Sports Illustrated’s Rob Mahoney looked at Walton’s decision to play Ingram as a facilitator as more than just a way to improve his offensive production but to increase his engagement:

“Entrusting Ingram with more creative responsibility was a means of engagement. Every touch was a tether to the moment, demanding of Ingram a presence and focus that didn’t always come naturally.”

When Ingram is not running the offense, he can get stagnant around the perimeter. Sometimes he looked more like a decoy than an actual threat. Ingram will need to develop a better feel for playing off-ball in order to make timely cuts and set screens for his teammates to create a high-powered offense around LeBron while he’s running the show.

And though LeBron still found success with some stationary Cleveland lineups, these were the same lineups that many believed would’ve been helpless without his greatness.

Luckily, Ingram greatly improved his three-point shooting from 29.4 percent in his first season to 39.0. But this increase in accuracy came with a decrease in volume, going from 2.4 to 1.8 attempts per game.

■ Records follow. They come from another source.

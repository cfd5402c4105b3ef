//! Fare amounts.

use std::fmt;

/// A fare in minor currency units (the provider quotes whole UZS).
///
/// Displayed with space-separated thousands groups:
///
/// ```
/// use ticket_bot::domain::Price;
///
/// assert_eq!(Price::new(545_000).to_string(), "545 000");
/// assert_eq!(Price::new(999).to_string(), "999");
/// ```
#[derive(Debug, Clone, Copy, PartialEq, Eq, PartialOrd, Ord, Hash, Default)]
pub struct Price(u64);

impl Price {
    /// Create a price from minor units.
    pub const fn new(minor_units: u64) -> Self {
        Self(minor_units)
    }

    /// The amount in minor units.
    pub const fn minor_units(self) -> u64 {
        self.0
    }
}

impl From<u64> for Price {
    fn from(value: u64) -> Self {
        Self(value)
    }
}

impl fmt::Display for Price {
    fn fmt(&self, f: &mut fmt::Formatter<'_>) -> fmt::Result {
        let digits = self.0.to_string();
        let len = digits.len();
        for (i, digit) in digits.chars().enumerate() {
            if i > 0 && (len - i) % 3 == 0 {
                f.write_str(" ")?;
            }
            write!(f, "{digit}")?;
        }
        Ok(())
    }
}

Ingram did perform decently on spot-up attempts last year. He received 2.1 of these types of shots per game and averaged 1.09 points per possession, good to put him into the 75th percentile among players. However, if he is going to stand around the outside and wait for drive-and-kicks from James, Rondo, and Ball, he will undoubtedly see a major increase in these looks.

This season should certainly test Ingram’s ability as a shooter.

Ingram rarely cut within the Lakers offense last year. NBA.com notes this play-type was only ran for him once per game. The lack of this action for Ingram may be connected to his timidness as a finisher.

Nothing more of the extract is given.